As its his first day out he doesn't know what to expect which is why he is being so cautious , you can give him regular misting/baths to keep the dust down


----------



## Raheel (Aug 22, 2011)

yes since its cold here and the house stays at 70-72 i havent gave him a shower in a while


----------



## rainfeather (Jan 26, 2012)

That is a low temperature. You can give baths during the winter but make sure he's by no drafts and has a place nice and warm to dry off. Or, if he'll allow it, you can wrap him up in a towel and rub him off gently. My bird likes that because I also scritch her cheeks while doing it. If you don't provide a warmer place for him to completely dry off, he could catch a cold so be careful!


----------



## Raheel (Aug 22, 2011)

^^^ that is exactly why i have given him a bath. Just waiting for the warmer weather


----------



## smays810 (Dec 27, 2011)

I give my bird a bath once a week. I keep he in the bathroom with the hot water running so it keps the bathroom nice and warm and then we stay in there for a little while and then when we come out of the bathroom I keep her close to me so she is by my body heat. Then last week when I gave her a bath I put her under my blanket and just rubbed her head so she would be comfortable and she really enjoyed that and she stayed warm. It is possible to give birds a bath in the winter time you just need to be carefull while they are drying off.


----------



## Raheel (Aug 22, 2011)

Well in the morning we get sun light coming in from the front door i can just put the cage partially in the sun light so he can dry off


----------



## emjb53 (Jan 9, 2012)

The first time I gave my tiel a bath (this winter) I didn't know how to dry him off. I was gonna try to towel dry him, but then I was like, "that ain't gonna happen" We have a wood stove that's closed off & has a gate around it, I sat w/ him in the middle of living room close enough to feel the warmth from the fire. He sat on my shoulder & preened himself, he was dry in less than 20 minutes.


----------



## Raheel (Aug 22, 2011)

aww thats nice, I think you should keep him away from fire. I heard its bas for them. 
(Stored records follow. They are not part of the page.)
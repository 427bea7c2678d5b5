//! Collective writes of rank-partitioned arrays into a single shared file.
//!
//! A fixed group of workers jointly populates one dataset. Each worker contributes a contiguous,
//! non-overlapping run of rows; the whole group writes every run in one collective operation.
//!
//! # Features
//!
//! - **Layout resolution**: derive the global extent and each worker's offset from a contribution
//!   size function every worker can evaluate, or by exchanging local sizes ([`layout`])
//! - **Hyperslab selection**: address a run of rows of a declared shape ([`selection`])
//! - **Array store**: a single file holding typed, shaped datasets and their attributes ([`store`],
//!   [`attribute`])
//! - **Collective writer**: the whole protocol, from file creation to the collective write
//!   ([`writer`])
//! - **Group runtimes**: processes over shared memory, threads, or a single worker ([`group`])
//!
//! # Quick Start
//!
//! ```rust,no_run
//! use simple_pario::group::{Communicator, World};
//! use simple_pario::writer::CollectiveWriter;
//!
//! // Initialize the group with 4 processes
//! let world = World::init(4).unwrap();
//!
//! // Rank r contributes r + 1 copies of its rank
//! let local = vec![world.rank() as i32; world.rank() + 1];
//! CollectiveWriter::new("stuff.pario", "ranks")
//!     .write(&world, &local, |rank| rank as i64 + 1)
//!     .unwrap();
//!
//! world.finalize().unwrap();
//! ```
//!
//! # Error Handling
//!
//! All operations return a `Result` type with detailed error variants through [`Error`].
//! Errors are not recoverable for the worker that meets them. A worker that fails after the
//! dataset has been created leaves it valid but incomplete.

pub mod attribute;
pub mod config;
pub mod datatype;
pub mod error;
pub mod group;
pub mod layout;
pub mod rawio;
pub mod selection;
pub mod store;
pub mod writer;

pub use datatype::{DataType, Element};
pub use error::{Error, Result};
pub use group::{Communicator, CommunicatorExt};
pub use layout::Layout;
pub use selection::{Dataspace, Hyperslab};
pub use writer::CollectiveWriter;
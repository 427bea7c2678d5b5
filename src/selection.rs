//! Dataspaces and hyperslab selections.
//!
//! A [`Dataspace`] declares the shape of an array, either a dataset in the store or a buffer in
//! memory. A [`Hyperslab`] selects a run of rows `[offset, offset + extent)` along dimension 0
//! of a dataspace and the full range of every other dimension. Row-major storage makes every
//! hyperslab one contiguous run of elements.
//!
//! A dataspace's element count always fits in a `u64`, so counts and linear indices derived from
//! it never overflow.

use crate::error::{Error, Result};
use log::debug;
use std::fmt;

/// The shape of an array. A dataspace with no dimensions is a scalar holding one element.
#[derive(Debug, Clone, PartialEq, Eq)]
pub struct Dataspace {
    shape: Vec<u64>,
}

impl Dataspace {
    /// A dataspace holding one element.
    pub fn scalar() -> Self {
        Self { shape: Vec::new() }
    }

    /// A row-major array of the given shape.
    ///
    /// # Errors
    ///
    /// Returns [`Error::InvalidConfig`] if the element count of one row or of the whole array does
    /// not fit in a `u64`.
    pub fn simple(shape: &[u64]) -> Result<Self> {
        let fits = shape
            .iter()
            .skip(1)
            .try_fold(1u64, |acc, &dim| acc.checked_mul(dim))
            .and_then(|row_len| row_len.checked_mul(shape.first().copied().unwrap_or(1)))
            .is_some();
        if !fits {
            return Err(Error::InvalidConfig(format!(
                "dataspace {shape:?} holds more than {} elements",
                u64::MAX
            )));
        }
        debug!("Creating dataspace {:?}", shape);
        Ok(Self {
            shape: shape.to_vec(),
        })
    }

    pub fn shape(&self) -> &[u64] {
        &self.shape
    }

    pub fn is_scalar(&self) -> bool {
        self.shape.is_empty()
    }

    /// Total number of elements.
    pub fn element_count(&self) -> u64 {
        self.shape.iter().product()
    }

    /// Number of rows along the partitioned dimension. A scalar has one row.
    pub fn rows(&self) -> u64 {
        self.shape.first().copied().unwrap_or(1)
    }

    /// Number of elements in one row.
    pub fn row_len(&self) -> u64 {
        self.shape.iter().skip(1).product()
    }

    /// Select every element of the dataspace.
    pub fn select_all(&self) -> Hyperslab<'_> {
        Hyperslab {
            space: self,
            offset: 0,
            extent: self.rows(),
        }
    }

    /// Select rows `[offset, offset + extent)`.
    ///
    /// # Errors
    ///
    /// Returns [`Error::OutOfBounds`] if the rows lie beyond the end of dimension 0.
    pub fn select(&self, offset: u64, extent: u64) -> Result<Hyperslab<'_>> {
        let bound = self.rows();
        let in_bounds = offset
            .checked_add(extent)
            .is_some_and(|end| end <= bound && !(self.is_scalar() && offset != 0));
        if !in_bounds {
            return Err(Error::OutOfBounds {
                offset,
                extent,
                bound,
            });
        }
        debug!("Selecting rows [{}, {}) of {:?}", offset, offset + extent, self.shape);
        Ok(Hyperslab {
            space: self,
            offset,
            extent,
        })
    }

    /// Row-major linear index of `index`, or `None` if it lies outside the dataspace.
    pub fn linear_index(&self, index: &[u64]) -> Option<u64> {
        if index.len() != self.shape.len() {
            return None;
        }
        index
            .iter()
            .zip(&self.shape)
            .try_fold(0u64, |acc, (&i, &dim)| (i < dim).then(|| acc * dim + i))
    }
}

/// Select rows `[offset, offset + extent)` of `space`.
pub fn select(space: &Dataspace, offset: u64, extent: u64) -> Result<Hyperslab<'_>> {
    space.select(offset, extent)
}

/// A run of rows selected in a [`Dataspace`].
#[derive(Debug, Clone, Copy)]
pub struct Hyperslab<'s> {
    space: &'s Dataspace,
    offset: u64,
    extent: u64,
}

impl<'s> Hyperslab<'s> {
    pub fn space(&self) -> &'s Dataspace {
        self.space
    }

    /// First selected row.
    pub fn offset(&self) -> u64 {
        self.offset
    }

    /// Number of selected rows.
    pub fn extent(&self) -> u64 {
        self.extent
    }

    /// Number of selected elements.
    pub fn element_count(&self) -> u64 {
        self.extent * self.space.row_len()
    }

    /// The selected elements as a half-open range of row-major linear indices.
    pub fn linear_range(&self) -> std::ops::Range<u64> {
        let row_len = self.space.row_len();
        self.offset * row_len..(self.offset + self.extent) * row_len
    }
}

impl fmt::Display for Hyperslab<'_> {
    fn fmt(&self, f: &mut fmt::Formatter<'_>) -> fmt::Result {
        write!(
            f,
            "rows [{}, {}) of {:?}",
            self.offset,
            self.offset + self.extent,
            self.space.shape
        )
    }
}

#[cfg(test)]
mod tests {
    use super::*;

    #[test]
    fn region_past_the_end_is_out_of_bounds() {
        let space = Dataspace::simple(&[6]).unwrap();
        let err = select(&space, 5, 3).unwrap_err();
        assert!(matches!(
            err,
            Error::OutOfBounds {
                offset: 5,
                extent: 3,
                bound: 6
            }
        ));
        assert_eq!(err.kind(), "OutOfBoundsError");
    }

    #[test]
    fn region_ending_at_the_bound_is_accepted() {
        let space = Dataspace::simple(&[6]).unwrap();
        let slab = select(&space, 3, 3).unwrap();
        assert_eq!(slab.linear_range(), 3..6);
        assert_eq!(slab.element_count(), 3);
    }

    #[test]
    fn empty_region_is_accepted_anywhere_in_bounds() {
        let space = Dataspace::simple(&[6]).unwrap();
        assert_eq!(select(&space, 6, 0).unwrap().element_count(), 0);
        assert!(select(&space, 7, 0).is_err());
    }

    #[test]
    fn overflowing_region_is_out_of_bounds() {
        let space = Dataspace::simple(&[6]).unwrap();
        assert!(select(&space, u64::MAX, 2).is_err());
    }

    #[test]
    fn rows_span_every_column() {
        let space = Dataspace::simple(&[4, 5]).unwrap();
        let slab = space.select(1, 2).unwrap();
        assert_eq!(slab.linear_range(), 5..15);
        assert_eq!(space.select_all().element_count(), 20);
    }

    #[test]
    fn linear_index_is_row_major() {
        let space = Dataspace::simple(&[4, 5]).unwrap();
        assert_eq!(space.linear_index(&[0, 0]), Some(0));
        assert_eq!(space.linear_index(&[2, 3]), Some(13));
        assert_eq!(space.linear_index(&[4, 0]), None);
        assert_eq!(space.linear_index(&[1]), None);
    }

    #[test]
    fn shapes_with_too_many_elements_are_rejected() {
        let err = Dataspace::simple(&[u64::MAX, 2]).unwrap_err();
        assert_eq!(err.kind(), "ConfigurationError");
        assert!(Dataspace::simple(&[0, u64::MAX, 2]).is_err());
        assert!(Dataspace::simple(&[1 << 32, 1 << 32]).is_err());

        let space = Dataspace::simple(&[u64::MAX, 1]).unwrap();
        let slab = space.select(0, u64::MAX).unwrap();
        assert_eq!(slab.element_count(), u64::MAX);
        assert_eq!(slab.linear_range(), 0..u64::MAX);
    }

    #[test]
    fn scalar_holds_one_element() {
        let space = Dataspace::scalar();
        assert_eq!(space.element_count(), 1);
        assert_eq!(space.select_all().linear_range(), 0..1);
        assert_eq!(space.linear_index(&[]), Some(0));
    }
}
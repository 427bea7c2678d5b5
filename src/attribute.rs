//! Named metadata values attached to datasets.
//!
//! An attribute is a small typed array (or scalar) stored next to a dataset's description in the
//! store catalog. It does not touch the dataset's contents.

use crate::datatype::{DataType, Element};
use crate::error::{Error, Result};
use crate::selection::Dataspace;
use crate::store::{AttributeRecord, Dataset};
use log::debug;

/// An attribute created on an open dataset, ready to be written.
pub struct Attribute<'d> {
    dataset: &'d Dataset<'d>,
    name: String,
    data_type: DataType,
    space: Dataspace,
}

impl<'f> Dataset<'f> {
    /// Create an attribute of element type `T` and shape `space` on this dataset.
    ///
    /// This is a collective operation. The attribute holds zeroes until it is written.
    ///
    /// # Errors
    ///
    /// Returns [`Error::DuplicateName`] if the dataset already has an attribute called `name`.
    pub fn create_attribute<T: Element>(&self, name: &str, space: &Dataspace) -> Result<Attribute<'_>> {
        let dataset = self.name().to_string();
        let value_len = usize::try_from(space.element_count())
            .ok()
            .and_then(|count| count.checked_mul(T::DATA_TYPE.size()))
            .ok_or_else(|| {
                Error::InvalidConfig(format!(
                    "attribute {name} of {} {:?} is too large",
                    T::DATA_TYPE,
                    space.shape()
                ))
            })?;
        self.file().update_catalog(|catalog| {
            let record = catalog
                .dataset_mut(&dataset)
                .ok_or_else(|| Error::NotFound(dataset.clone()))?;
            if record.attribute(name).is_some() {
                return Err(Error::DuplicateName(format!("{dataset}/{name}")));
            }
            record.attributes.push(AttributeRecord {
                name: name.to_string(),
                data_type: T::DATA_TYPE,
                shape: space.shape().to_vec(),
                value: vec![0; value_len],
            });
            Ok(())
        })?;

        debug!("Created attribute {}/{}", dataset, name);
        Ok(Attribute {
            dataset: self,
            name: name.to_string(),
            data_type: T::DATA_TYPE,
            space: space.clone(),
        })
    }

    /// Names of this dataset's attributes, in creation order.
    pub fn attribute_names(&self) -> Result<Vec<String>> {
        let catalog = self.file().catalog()?;
        let record = catalog
            .dataset(self.name())
            .ok_or_else(|| Error::NotFound(self.name().to_string()))?;
        Ok(record.attributes.iter().map(|a| a.name.clone()).collect())
    }

    /// Read the attribute called `name`.
    pub fn read_attribute<T: Element>(&self, name: &str) -> Result<Vec<T>> {
        let catalog = self.file().catalog()?;
        let attribute = catalog
            .dataset(self.name())
            .and_then(|d| d.attribute(name))
            .ok_or_else(|| Error::NotFound(format!("{}/{}", self.name(), name)))?;
        if attribute.data_type != T::DATA_TYPE {
            return Err(Error::TypeMismatch {
                expected: attribute.data_type,
                found: T::DATA_TYPE,
            });
        }
        Ok(bytemuck::pod_collect_to_vec(&attribute.value))
    }

    /// Read the scalar attribute called `name`.
    pub fn read_scalar_attribute<T: Element>(&self, name: &str) -> Result<T> {
        match self.read_attribute::<T>(name)?.as_slice() {
            [value] => Ok(*value),
            values => Err(Error::SelectionMismatch(format!(
                "attribute {name} holds {} elements, not one",
                values.len()
            ))),
        }
    }
}

impl Attribute<'_> {
    pub fn name(&self) -> &str {
        &self.name
    }

    pub fn dataspace(&self) -> &Dataspace {
        &self.space
    }

    /// Store `value`, which must fill the attribute's dataspace. This is a collective operation.
    pub fn write<T: Element>(&self, value: &[T]) -> Result<()> {
        if T::DATA_TYPE != self.data_type {
            return Err(Error::TypeMismatch {
                expected: self.data_type,
                found: T::DATA_TYPE,
            });
        }
        if value.len() as u64 != self.space.element_count() {
            return Err(Error::SelectionMismatch(format!(
                "attribute {} holds {} elements, got {}",
                self.name,
                self.space.element_count(),
                value.len()
            )));
        }

        let dataset = self.dataset.name();
        self.dataset.file().update_catalog(|catalog| {
            let attribute = catalog
                .dataset_mut(dataset)
                .and_then(|d| d.attribute_mut(&self.name))
                .ok_or_else(|| Error::NotFound(format!("{}/{}", dataset, self.name)))?;
            attribute.value = bytemuck::cast_slice(value).to_vec();
            Ok(())
        })?;
        debug!("Wrote attribute {}/{}", dataset, self.name);
        Ok(())
    }
}

impl Drop for Attribute<'_> {
    fn drop(&mut self) {
        debug!("Closing attribute {}/{}", self.dataset.name(), self.name);
    }
}

/// Attach a new attribute holding `value` to `dataset`.
pub fn attach<T: Element>(
    dataset: &Dataset<'_>,
    name: &str,
    space: &Dataspace,
    value: &[T],
) -> Result<()> {
    dataset.create_attribute::<T>(name, space)?.write(value)
}

/// Attach a new scalar attribute holding `value` to `dataset`.
pub fn attach_scalar<T: Element>(dataset: &Dataset<'_>, name: &str, value: T) -> Result<()> {
    attach(dataset, name, &Dataspace::scalar(), &[value])
}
But tomorrow im going to try to set a plate of water in the door way where the sun comes in from and let him walk over to test it out


----------



## meaggiedear (Nov 20, 2011)

smays810 said:


> I give my bird a bath once a week. I keep he in the bathroom with the hot water running so it keps the bathroom nice and warm and then we stay in there for a little while and then when we come out of the bathroom I keep her close to me so she is by my body heat. Then last week when I gave her a bath I put her under my blanket and just rubbed her head so she would be comfortable and she really enjoyed that and she stayed warm. It is possible to give birds a bath in the winter time you just need to be carefull while they are drying off.


I do the bathroom thing too. It works really well.


----------



## CockatielFace (Mar 25, 2012)

emjb53 said:


> The first time I gave my tiel a bath (this winter) I didn't know how to dry him off. I was gonna try to towel dry him, but then I was like, "that ain't gonna happen" We have a wood stove that's closed off & has a gate around it, I sat w/ him in the middle of living room close enough to feel the warmth from the fire. He sat on my shoulder & preened himself, he was dry in less than 20 minutes.


I know this is off topic sorry but your tiel is a female(The one in your siggy).


Back to the subject.
My Tiel likes to bath in her water dish.Perhaps yours will try that?


----------



## meaggiedear (Nov 20, 2011)

CockatielFace said:


> I know this is off topic sorry but your tiel is a female(The one in your siggy).
> 
> 
> Back to the subject.
> My Tiel likes to bath in her water dish.Perhaps yours will try that?


emjb53's tiel is young (5/6 months old). he has yet to molt in his yellow face and he is exhibiting all male behaviors so it's fairly certain that it is indeed a he.


----------



## CockatielFace (Mar 25, 2012)

meaggiedear said:


> emjb53's tiel is young (5/6 months old). he has yet to molt in his yellow face and he is exhibiting all male behaviors so it's fairly certain that it is indeed a he.


I see lol having a dum blonde moment(Im not making fun of blondes just myself):rofl:!


----------